[Collected data entries]
· · · · · · ·
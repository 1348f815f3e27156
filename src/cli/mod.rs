//! Command-line interface for pager-rs
//!
//! - Argument parsing with clap
//! - Configuration merging (CLI args over config files)
//! - Command dispatch to the serve and range handlers

pub mod config_merger;
pub mod executor;
pub mod handlers;
pub mod parser;
pub mod validation;

pub use config_merger::ConfigurationMerger;
pub use executor::execute_command;
pub use parser::{Cli, Commands, Environment, LogLevel};

use anyhow::Context;

use crate::config::settings::Settings;
use crate::logger::init_logger;

/// Load configuration files and apply CLI overrides.
///
/// # Errors
/// Returns error if loading, merging or validation fails
pub fn load_and_merge_config(cli: &Cli) -> anyhow::Result<Settings> {
    let merger = ConfigurationMerger::from_cli(cli).context("Configuration error")?;
    merger
        .merge_cli_args(cli)
        .context("Configuration merge error")
}

/// Initialize the global logger from the `[logger]` settings.
pub fn init_logger_from_settings(settings: &Settings) -> anyhow::Result<()> {
    let logger_config = settings
        .logger
        .clone()
        .into_logger_config()
        .context("Logger configuration error")?;

    init_logger(logger_config).context("Logger initialization error")
}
· · · · · · ·
Repeat each record in full; every line must match exactly.

• [TASK SOLUTION]
repository 1348f815f3e27156
filename src/cli/mod.rs
//! Command-line interface for pager-rs
//!
//! - Argument parsing with clap
//! - Configuration merging (CLI args over config files)
//! - Command dispatch to the serve and range handlers

pub mod config_merger;
pub mod executor;
pub mod handlers;
pub mod parser;
pub mod validation;

pub use config_merger::ConfigurationMerger;
pub use executor::execute_command;
pub use parser::{Cli, Commands, Environment, LogLevel};

use anyhow::Context;

use crate::config::settings::Settings;
use crate::logger::init_logger;

/// Load configuration files and apply CLI overrides.
///
/// # Errors
/// Returns error if loading, merging or validation fails
pub fn load_and_merge_config(cli: &Cli) -> anyhow::Result<Settings> {
    let merger = ConfigurationMerger::from_cli(cli).context("Configuration error")?;
    merger
        .merge_cli_args(cli)
        .context("Configuration merge error")
}

/// Initialize the global logger from the `[logger]` settings.
pub fn init_logger_from_settings(settings: &Settings) -> anyhow::Result<()> {
    let logger_config = settings
        .logger
        .clone()
        .into_logger_config()
        .context("Logger configuration error")?;

    init_logger(logger_config).context("Logger initialization error")
}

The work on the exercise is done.